Chegamos à conclusão de que o autocuidado tem várias dimensões: física, social, mental, espiritual, como por exemplo, nos manter longe de pessoas tóxicas, realizar atividades físicas, ir ao médico preventivamente e realizar os exames, estar próximas da natureza, promover grupos minorizados e a sustentabilidade do planeta, fortalecer as nossas redes afetivas positivas, desenvolver a nossa espiritualidade (ou religiosidade), estabelecer propósitos para a nossa vida.
Para mulher, com o passar do tempo, como fica?
Convivendo com muitas mulheres de todas as idades e classes sociais ao longo da minha vida, o que observo é que para aquelas que pautaram a vida a partir do olhar enviesado do autocuidado como se ele fosse apenas beleza, buscando alcançar os padrões estéticos impostos pela sociedade, a aceitação do envelhecimento se torna mais difícil, pois as demais dimensões do autocuidado nem sempre foram cultivadas e o vazio e a desvalia se instala ao longo do tempo. Se as mulheres mais novas têm o benefício da juventude nessa sociedade dominada pela lógica masculina, nós, as mais velhas, sofremos com cobranças sociais ainda maiores para nos encaixar nos padrões estéticos, pois precisamos “manter” a juventude (que jamais retornará).
Perceba a quantidade de perfis existentes e crescentes nas redes sociais “proaging”, “antiaging”, “coaches”, “influencers” para nos ensinar sob o manto do autocuidado e bem-estar como nos manter “joviais”. Aliás, uma outra ideia que também nos é implantada atualmente, é de que na medida que nosso autocuidado se completa (aquele lá das tarefinhas que querem nos manter presas no tal padrão estético), maior será nosso bem-estar e mais felizes seremos. Só que essa tal lista do autocuidado nunca se acaba! Só a quantidade de creme pro rosto é infinita!
O autocuidado é coletivo
Numa entrevista onde abordou o tema do autocuidado, a psicanalista Vera Iaconelli declarou que o “olhar do autocuidado só tem sentido se for pensado como um cuidado que você cuide de você, para não ser um peso para o outro, mas que também inclua nessa conta cuidar do outro. Senão, a gente vai reproduzir um discurso neoliberal que leva todo mundo para o precipício, como tem levado. A ideia de autocuidado é muito bem-vinda desde que não seja absolutamente individualista. Senão, todos padecemos”. O que achei que faz todo sentido num país como o Brasil e num momento do mundo em que me parece que o discurso do eu está acima do nós.
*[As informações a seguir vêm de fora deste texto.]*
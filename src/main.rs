use sqlx::postgres::PgListener;
use sqlx::PgPool;

mod accounts;
mod app;
mod auth;
mod config;
mod identity;
mod posts;
mod record;
mod state;
mod store;

use crate::store::postgres::PUSH_CHANNEL;
use crate::store::PushNotification;

#[tokio::main]
async fn main() -> anyhow::Result<()> {
    dotenvy::dotenv().ok();

    let env_filter = std::env::var("RUST_LOG")
        .unwrap_or_else(|_| "hype=debug,axum=info,tower_http=info".to_string());
    let json_logs = std::env::var("LOG_FORMAT")
        .map(|v| v == "json")
        .unwrap_or(false);

    if json_logs {
        tracing_subscriber::fmt()
            .with_env_filter(env_filter)
            .with_target(false)
            .json()
            .init();
    } else {
        tracing_subscriber::fmt().with_env_filter(env_filter).init();
    }

    let app_state = state::AppState::init().await?;

    sqlx::migrate!("./migrations").run(&app_state.db).await?;

    // Register the standing watch on post creations, like the original app
    // did at launch. Startup continues if the store rejects it.
    if let Err(e) = app_state.posts.subscribe_to_creations().await {
        tracing::warn!(error = %e, "could not register post creation subscription");
    }

    tokio::spawn(push_listener(app_state.db.clone()));

    let app = app::build_app(app_state);
    app::serve(app).await
}

/// Surface push notifications fired by the store. Delivery to devices is the
/// platform's job; here deliveries land on the log.
async fn push_listener(db: PgPool) {
    if let Err(e) = listen_for_pushes(db).await {
        tracing::warn!(error = %e, "push listener stopped");
    }
}

async fn listen_for_pushes(db: PgPool) -> anyhow::Result<()> {
    let mut listener = PgListener::connect_with(&db).await?;
    listener.listen(PUSH_CHANNEL).await?;
    loop {
        let notification = listener.recv().await?;
        match serde_json::from_str::<PushNotification>(notification.payload()) {
            Ok(push) => tracing::info!(
                record_type = %push.record_type,
                record_id = %push.record_id,
                title = %push.title,
                "push notification delivered"
            ),
            Err(e) => tracing::warn!(error = %e, "undecodable push payload"),
        }
    }
}
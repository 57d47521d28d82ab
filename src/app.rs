use std::net::SocketAddr;

use axum::{routing::get, Router};
use tower_http::{cors::CorsLayer, trace::TraceLayer};

use crate::state::AppState;
use crate::{accounts, auth, posts};

pub fn build_app(state: AppState) -> Router {
    Router::new()
        .nest(
            "/api/v1",
            Router::new()
                .merge(auth::router())
                .merge(posts::router())
                .merge(accounts::router())
                .route("/health", get(|| async { "ok" })),
        )
        .with_state(state)
        .layer(CorsLayer::permissive())
        .layer(
            TraceLayer::new_for_http()
                .make_span_with(|req: &axum::http::Request<_>| {
                    let method = req.method().clone();
                    let uri = req.uri().clone();
                    tracing::info_span!("http_request", %method, uri = %uri)
                })
                .on_response(
                    |res: &axum::http::Response<_>,
                     _latency: std::time::Duration,
                     span: &tracing::Span| {
                        let status = res.status();
                        span.record("status", tracing::field::display(status));
                        if status.is_server_error() {
                            tracing::error!(%status, "response");
                        } else {
                            tracing::info!(%status, "response");
                        }
                    },
                ),
        )
}

pub async fn serve(app: Router) -> anyhow::Result<()> {
    let addr: SocketAddr = format!(
        "{}:{}",
        std::env::var("APP_HOST").unwrap_or_else(|_| "0.0.0.0".into()),
        std::env::var("APP_PORT").unwrap_or_else(|_| "8080".into())
    )
    .parse()?;

    tracing::info!("listening on {}", addr);
    let listener = tokio::net::TcpListener::bind(addr).await?;
    axum::serve(listener, app).await?;
    Ok(())
}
Acredito nas micro revoluções, naquelas que fazemos no grupo de amigos, na família, na equipe de trabalho, nas atividades voluntárias, a partir do autocuidado, das transformações promovidas em nós mesmos.
E como a Rainha Rita Lee nos ensina, “me cansei de lero-lero, dá licença, mas eu vou sair do sério. Quero mais saúde e me cansei de escutar opiniões. Eu sei que agora eu vou cuidar mais de mim. Apesar, contudo, todavia, mas, porém, as águas vão rolar e, se morrer do coração, é sinal de que amei demais. Mas enquanto estou viva e cheia de graça, talvez ainda faça um monte de gente feliz”.